Hi friends,
I'm glad to announce Wikipedia Illustrated, the new project that Galia and I will officially launch at Transmediale festival in Berlin this coming February.
If you ever visited
Wikipedia and thought it could use some better visuals, you might
find this one interesting :)
Please check the articles, the illustrations, join the discussion and spread the love…

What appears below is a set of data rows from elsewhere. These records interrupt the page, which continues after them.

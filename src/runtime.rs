use std::sync::mpsc::{self, Receiver, RecvTimeoutError, Sender};
use std::thread;
use std::time::Duration;

use crossterm::event::{self, Event as CtEvent, KeyEvent, MouseEvent};

use crate::game::HIDE_DELAY_MS;

/// Unified event type consumed by the app runner
#[derive(Clone, Debug)]
pub enum GameEvent {
    Key(KeyEvent),
    Mouse(MouseEvent),
    Resize,
    Tick,
    /// One-shot hide deadline for the marker clicked during round
    /// `round_seq`. Stale rounds are filtered by the engine.
    Hide { round_seq: u64, id: u32 },
}

/// Source of events (keyboard, mouse, resize, hide deadlines)
pub trait GameEventSource: Send + 'static {
    /// Block for up to `timeout` waiting for an event.
    /// Returns Ok(event) if an event arrives before the timeout, or Err(Timeout) if it expires.
    fn recv_timeout(&self, timeout: Duration) -> Result<GameEvent, RecvTimeoutError>;

    /// Sender side of the queue, used to schedule deferred events.
    fn sender(&self) -> Sender<GameEvent>;
}

/// Production event source using crossterm
pub struct CrosstermEventSource {
    tx: Sender<GameEvent>,
    rx: Receiver<GameEvent>,
}

impl CrosstermEventSource {
    pub fn new() -> Self {
        let (tx, rx) = mpsc::channel();

        let input_tx = tx.clone();
        thread::spawn(move || loop {
            match event::read() {
                Ok(CtEvent::Key(key)) => {
                    if input_tx.send(GameEvent::Key(key)).is_err() {
                        break;
                    }
                }
                Ok(CtEvent::Mouse(mouse)) => {
                    if input_tx.send(GameEvent::Mouse(mouse)).is_err() {
                        break;
                    }
                }
                Ok(CtEvent::Resize(_, _)) => {
                    if input_tx.send(GameEvent::Resize).is_err() {
                        break;
                    }
                }
                Ok(_) => {}
                Err(_) => break,
            }
        });

        Self { tx, rx }
    }
}

impl Default for CrosstermEventSource {
    fn default() -> Self {
        Self::new()
    }
}

impl GameEventSource for CrosstermEventSource {
    fn recv_timeout(&self, timeout: Duration) -> Result<GameEvent, RecvTimeoutError> {
        self.rx.recv_timeout(timeout)
    }

    fn sender(&self) -> Sender<GameEvent> {
        self.tx.clone()
    }
}

/// Schedules the hide deadline for a clicked marker: one detached thread per
/// deadline, delivering a `Hide` event onto the same queue the runner drains.
/// Deadlines are never cancelled; the round sequence makes stale ones inert.
pub fn schedule_hide(tx: Sender<GameEvent>, round_seq: u64, id: u32) {
    schedule_hide_after(tx, Duration::from_millis(HIDE_DELAY_MS), round_seq, id);
}

pub fn schedule_hide_after(tx: Sender<GameEvent>, delay: Duration, round_seq: u64, id: u32) {
    thread::spawn(move || {
        thread::sleep(delay);
        let _ = tx.send(GameEvent::Hide { round_seq, id });
    });
}

/// Configurable ticker interface
pub trait Ticker: Send + Sync + 'static {
    fn interval(&self) -> Duration;
}

/// Fixed interval ticker
#[derive(Clone, Copy, Debug)]
pub struct FixedTicker {
    interval: Duration,
}

impl FixedTicker {
    pub fn new(interval: Duration) -> Self {
        Self { interval }
    }
}

impl Ticker for FixedTicker {
    fn interval(&self) -> Duration {
        self.interval
    }
}

/// Test event source for unit tests
pub struct TestEventSource {
    tx: Sender<GameEvent>,
    rx: Receiver<GameEvent>,
}

impl TestEventSource {
    pub fn new() -> Self {
        let (tx, rx) = mpsc::channel();
        Self { tx, rx }
    }
}

impl Default for TestEventSource {
    fn default() -> Self {
        Self::new()
    }
}

impl GameEventSource for TestEventSource {
    fn recv_timeout(&self, timeout: Duration) -> Result<GameEvent, RecvTimeoutError> {
        self.rx.recv_timeout(timeout)
    }

    fn sender(&self) -> Sender<GameEvent> {
        self.tx.clone()
    }
}

/// Runner that advances the application one event/tick at a time
pub struct Runner<E: GameEventSource, T: Ticker> {
    event_source: E,
    ticker: T,
}

impl<E: GameEventSource, T: Ticker> Runner<E, T> {
    pub fn new(event_source: E, ticker: T) -> Self {
        Self {
            event_source,
            ticker,
        }
    }

    pub fn sender(&self) -> Sender<GameEvent> {
        self.event_source.sender()
    }

    /// Blocks up to tick interval and returns the next event, or Tick on timeout
    pub fn step(&self) -> GameEvent {
        match self.event_source.recv_timeout(self.ticker.interval()) {
            Ok(ev) => ev,
            Err(RecvTimeoutError::Timeout) | Err(RecvTimeoutError::Disconnected) => GameEvent::Tick,
        }
    }
}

http://WikipediaIllustrated.org
While we’re celebrating the explosion of open source software and collaborative projects like Wikipedia, visual art has not been enjoying similar levels of passionate and generous online contribution. Open culture have developed inspiring text-based collaborative models, but have yet to develop successful models for open collaboration on visual culture. Wikipedia Illustrated seeks to develop such models. Through a book featuring 26 illustrated articles, a blog that follows the production and a set of workshops we hope to develop a methodology for contributing creative-commons licensed illustrations to Wikipedia.
Is the visual aspect of Wikipedia so lacking and dated because it could only use freely licensed images? Or is it that images have to become “historical” to become removed, objective, factual, and therefore applicable to the Wikipedia guidelines? Is the Wikipedia project really inviting visual artists to contribute their work to the commons? Or is visual work inherently less collaborative? As the project evolves it exposes the myths and biases behind these questions and reveals the surprising and complicated dynamics of open culture.
Wikipedia Illustrated was initiated by artist/illustrator Galia Offri and by designer/educator Mushon Zer-Aviv.
It is scheduled to launch in February 2011 at the Transmediale Festival in Berlin. The creative workshop and a panel discussion organized by the festival will both address the questions at the heart of this project.